Source data
● ● ● ● ● ● ●

mod scripted;

use std::collections::BTreeMap;
use std::path::{Path, PathBuf};
use std::sync::Arc;
use std::time::Duration;

use anyhow::Context;
use clap::{Parser, Subcommand};
use tokio::sync::broadcast::error::RecvError;
use tracing::{info, warn};
use tracing_subscriber::EnvFilter;

use oxkair_core::config::AppConfig;
use oxkair_core::event::EventBus;
use oxkair_core::state::WorkflowState;
use oxkair_core::types::{FailurePolicy, StepId, StepOutput};
use oxkair_engine::{Engine, ExecutionPlan, ExecutionReport};

#[derive(Parser)]
#[command(name = "oxkair", version, about = "Dependency-aware parallel agent pipelines")]
struct Cli {
    /// Path to config file
    #[arg(short, long, default_value = "oxkair.toml")]
    config: PathBuf,

    #[command(subcommand)]
    command: Commands,
}

#[derive(Subcommand)]
enum Commands {
    /// Show the foundation agents and pathways of the configured pipeline
    Plan,
    /// Run the configured pipeline
    Run {
        /// Stop the run on the first fatal foundation error
        #[arg(long)]
        fail_fast: bool,
        /// Deadline for the whole run, overriding the config
        #[arg(long)]
        timeout_secs: Option<u64>,
        /// JSON file with the initial steps (an object of step -> value)
        #[arg(short, long)]
        input: Option<PathBuf>,
        /// Print the full report as JSON
        #[arg(long)]
        json: bool,
    },
    /// Show current configuration
    Config,
}

#[tokio::main]
async fn main() -> anyhow::Result<()> {
    tracing_subscriber::fmt()
        .with_env_filter(
            EnvFilter::try_from_default_env().unwrap_or_else(|_| EnvFilter::new("oxkair=info,warn")),
        )
        .with_target(false)
        .with_writer(std::io::stderr)
        .init();

    let cli = Cli::parse();

    let mut config = AppConfig::load(&cli.config)
        .with_context(|| format!("loading {}", cli.config.display()))?;
    info!(
        path = %cli.config.display(),
        agents = config.agents.len(),
        "Config loaded"
    );

    match cli.command {
        Commands::Config => {
            println!("{}", toml::to_string_pretty(&config)?);
        }
        Commands::Plan => {
            let registry = scripted::build_registry(&config.agents)?;
            let engine = Engine::new(registry, config.engine.clone());
            print_plan(&engine.plan()?);
        }
        Commands::Run {
            fail_fast,
            timeout_secs,
            input,
            json,
        } => {
            if fail_fast {
                config.engine.failure_policy = FailurePolicy::FailFast;
            }
            if timeout_secs.is_some() {
                config.engine.run_timeout_secs = timeout_secs;
            }
            let initial = match input {
                Some(path) => load_initial_state(&path)?,
                None => WorkflowState::new(),
            };

            let registry = scripted::build_registry(&config.agents)?;
            let engine = Engine::new(registry, config.engine.clone());
            let report = run_with_progress(&engine, initial, !json).await?;

            if json {
                println!("{}", serde_json::to_string_pretty(&report)?);
            } else {
                print_report(&report);
            }
            if !report.succeeded {
                std::process::exit(1);
            }
        }
    }

    Ok(())
}

/// Run the engine while a background task prints progress events.
async fn run_with_progress(
    engine: &Engine,
    initial: WorkflowState,
    show_progress: bool,
) -> anyhow::Result<ExecutionReport> {
    let bus = Arc::new(EventBus::new(engine.config().progress_capacity));
    let mut rx = bus.subscribe();
    let printer = tokio::spawn(async move {
        loop {
            match rx.recv().await {
                Ok(event) => {
                    if show_progress {
                        eprintln!("[{:>3}%] {:<10} {}", event.percent, event.phase.to_string(), event.label);
                    }
                }
                Err(RecvError::Lagged(n)) => warn!(skipped = n, "Progress printer lagged"),
                Err(RecvError::Closed) => break,
            }
        }
    });

    let report = engine
        .run(initial, engine.config().failure_policy, bus.clone())
        .await?;

    // Dropping the last sender closes the channel and ends the printer.
    drop(bus);
    if tokio::time::timeout(Duration::from_secs(1), printer).await.is_err() {
        warn!("Progress printer did not finish");
    }
    Ok(report)
}

fn load_initial_state(path: &Path) -> anyhow::Result<WorkflowState> {
    let content = std::fs::read_to_string(path)
        .with_context(|| format!("reading {}", path.display()))?;
    let steps: BTreeMap<StepId, StepOutput> = serde_json::from_str(&content)
        .with_context(|| format!("{} must be a JSON object of steps", path.display()))?;
    Ok(WorkflowState::from_steps(steps))
}

fn print_plan(plan: &ExecutionPlan) {
    let names = |agents: &[Arc<oxkair_engine::AgentDescriptor>]| {
        agents
            .iter()
            .map(|a| a.id.to_string())
            .collect::<Vec<_>>()
            .join(" -> ")
    };

    if plan.is_empty() {
        println!("No agents configured.");
        return;
    }
    println!("Foundation: {}", names(&plan.foundation));
    for (index, pathway) in plan.pathways.iter().enumerate() {
        println!("Pathway {}: {}", index, names(pathway));
    }
}

fn print_report(report: &ExecutionReport) {
    let status = match (report.succeeded, report.aborted) {
        (true, _) => "succeeded",
        (false, true) => "aborted",
        (false, false) => "finished with errors",
    };
    println!("Run {} in {}ms", status, report.total_elapsed_ms);

    println!("\nSteps:");
    for (step, value) in report.final_state.steps() {
        println!("  {}: {}", step, value);
    }

    if !report.agent_timings.is_empty() {
        println!("\nAgents:");
        for timing in &report.agent_timings {
            let location = match timing.pathway {
                Some(index) => format!("pathway {}", index),
                None => timing.phase.to_string(),
            };
            println!(
                "  {:<20} {:<12} {:>6}ms  {:?}",
                timing.agent_id.as_str(), location, timing.elapsed_ms, timing.outcome
            );
        }
    }

    if !report.errors.is_empty() {
        println!("\nErrors:");
        for error in &report.errors {
            println!(
                "  [{:?}] {} ({}): {}",
                error.severity, error.agent_id, error.step, error.message
            );
        }
    }
}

● ● ● ● ● ● ●

### [TASK PROMPT]
Give back each record exactly, from the first line through the last.

### [WORKED SOLUTION]
mod scripted;

use std::collections::BTreeMap;
use std::path::{Path, PathBuf};
use std::sync::Arc;
use std::time::Duration;

use anyhow::Context;
use clap::{Parser, Subcommand};
use tokio::sync::broadcast::error::RecvError;
use tracing::{info, warn};
use tracing_subscriber::EnvFilter;

use oxkair_core::config::AppConfig;
use oxkair_core::event::EventBus;
use oxkair_core::state::WorkflowState;
use oxkair_core::types::{FailurePolicy, StepId, StepOutput};
use oxkair_engine::{Engine, ExecutionPlan, ExecutionReport};

#[derive(Parser)]
#[command(name = "oxkair", version, about = "Dependency-aware parallel agent pipelines")]
struct Cli {
    /// Path to config file
    #[arg(short, long, default_value = "oxkair.toml")]
    config: PathBuf,

    #[command(subcommand)]
    command: Commands,
}

#[derive(Subcommand)]
enum Commands {
    /// Show the foundation agents and pathways of the configured pipeline
    Plan,
    /// Run the configured pipeline
    Run {
        /// Stop the run on the first fatal foundation error
        #[arg(long)]
        fail_fast: bool,
        /// Deadline for the whole run, overriding the config
        #[arg(long)]
        timeout_secs: Option<u64>,
        /// JSON file with the initial steps (an object of step -> value)
        #[arg(short, long)]
        input: Option<PathBuf>,
        /// Print the full report as JSON
        #[arg(long)]
        json: bool,
    },
    /// Show current configuration
    Config,
}

#[tokio::main]
async fn main() -> anyhow::Result<()> {
    tracing_subscriber::fmt()
        .with_env_filter(
            EnvFilter::try_from_default_env().unwrap_or_else(|_| EnvFilter::new("oxkair=info,warn")),
        )
        .with_target(false)
        .with_writer(std::io::stderr)
        .init();

    let cli = Cli::parse();

    let mut config = AppConfig::load(&cli.config)
        .with_context(|| format!("loading {}", cli.config.display()))?;
    info!(
        path = %cli.config.display(),
        agents = config.agents.len(),
        "Config loaded"
    );

    match cli.command {
        Commands::Config => {
            println!("{}", toml::to_string_pretty(&config)?);
        }
        Commands::Plan => {
            let registry = scripted::build_registry(&config.agents)?;
            let engine = Engine::new(registry, config.engine.clone());
            print_plan(&engine.plan()?);
        }
        Commands::Run {
            fail_fast,
            timeout_secs,
            input,
            json,
        } => {
            if fail_fast {
                config.engine.failure_policy = FailurePolicy::FailFast;
            }
            if timeout_secs.is_some() {
                config.engine.run_timeout_secs = timeout_secs;
            }
            let initial = match input {
                Some(path) => load_initial_state(&path)?,
                None => WorkflowState::new(),
            };

            let registry = scripted::build_registry(&config.agents)?;
            let engine = Engine::new(registry, config.engine.clone());
            let report = run_with_progress(&engine, initial, !json).await?;

            if json {
                println!("{}", serde_json::to_string_pretty(&report)?);
            } else {
                print_report(&report);
            }
            if !report.succeeded {
                std::process::exit(1);
            }
        }
    }

    Ok(())
}

/// Run the engine while a background task prints progress events.
async fn run_with_progress(
    engine: &Engine,
    initial: WorkflowState,
    show_progress: bool,
) -> anyhow::Result<ExecutionReport> {
    let bus = Arc::new(EventBus::new(engine.config().progress_capacity));
    let mut rx = bus.subscribe();
    let printer = tokio::spawn(async move {
        loop {
            match rx.recv().await {
                Ok(event) => {
                    if show_progress {
                        eprintln!("[{:>3}%] {:<10} {}", event.percent, event.phase.to_string(), event.label);
                    }
                }
                Err(RecvError::Lagged(n)) => warn!(skipped = n, "Progress printer lagged"),
                Err(RecvError::Closed) => break,
            }
        }
    });

    let report = engine
        .run(initial, engine.config().failure_policy, bus.clone())
        .await?;

    // Dropping the last sender closes the channel and ends the printer.
    drop(bus);
    if tokio::time::timeout(Duration::from_secs(1), printer).await.is_err() {
        warn!("Progress printer did not finish");
    }
    Ok(report)
}

fn load_initial_state(path: &Path) -> anyhow::Result<WorkflowState> {
    let content = std::fs::read_to_string(path)
        .with_context(|| format!("reading {}", path.display()))?;
    let steps: BTreeMap<StepId, StepOutput> = serde_json::from_str(&content)
        .with_context(|| format!("{} must be a JSON object of steps", path.display()))?;
    Ok(WorkflowState::from_steps(steps))
}

fn print_plan(plan: &ExecutionPlan) {
    let names = |agents: &[Arc<oxkair_engine::AgentDescriptor>]| {
        agents
            .iter()
            .map(|a| a.id.to_string())
            .collect::<Vec<_>>()
            .join(" -> ")
    };

    if plan.is_empty() {
        println!("No agents configured.");
        return;
    }
    println!("Foundation: {}", names(&plan.foundation));
    for (index, pathway) in plan.pathways.iter().enumerate() {
        println!("Pathway {}: {}", index, names(pathway));
    }
}

fn print_report(report: &ExecutionReport) {
    let status = match (report.succeeded, report.aborted) {
        (true, _) => "succeeded",
        (false, true) => "aborted",
        (false, false) => "finished with errors",
    };
    println!("Run {} in {}ms", status, report.total_elapsed_ms);

    println!("\nSteps:");
    for (step, value) in report.final_state.steps() {
        println!("  {}: {}", step, value);
    }

    if !report.agent_timings.is_empty() {
        println!("\nAgents:");
        for timing in &report.agent_timings {
            let location = match timing.pathway {
                Some(index) => format!("pathway {}", index),
                None => timing.phase.to_string(),
            };
            println!(
                "  {:<20} {:<12} {:>6}ms  {:?}",
                timing.agent_id.as_str(), location, timing.elapsed_ms, timing.outcome
            );
        }
    }

    if !report.errors.is_empty() {
        println!("\nErrors:");
        for error in &report.errors {
            println!(
                "  [{:?}] {} ({}): {}",
                error.severity, error.agent_id, error.step, error.message
            );
        }
    }
}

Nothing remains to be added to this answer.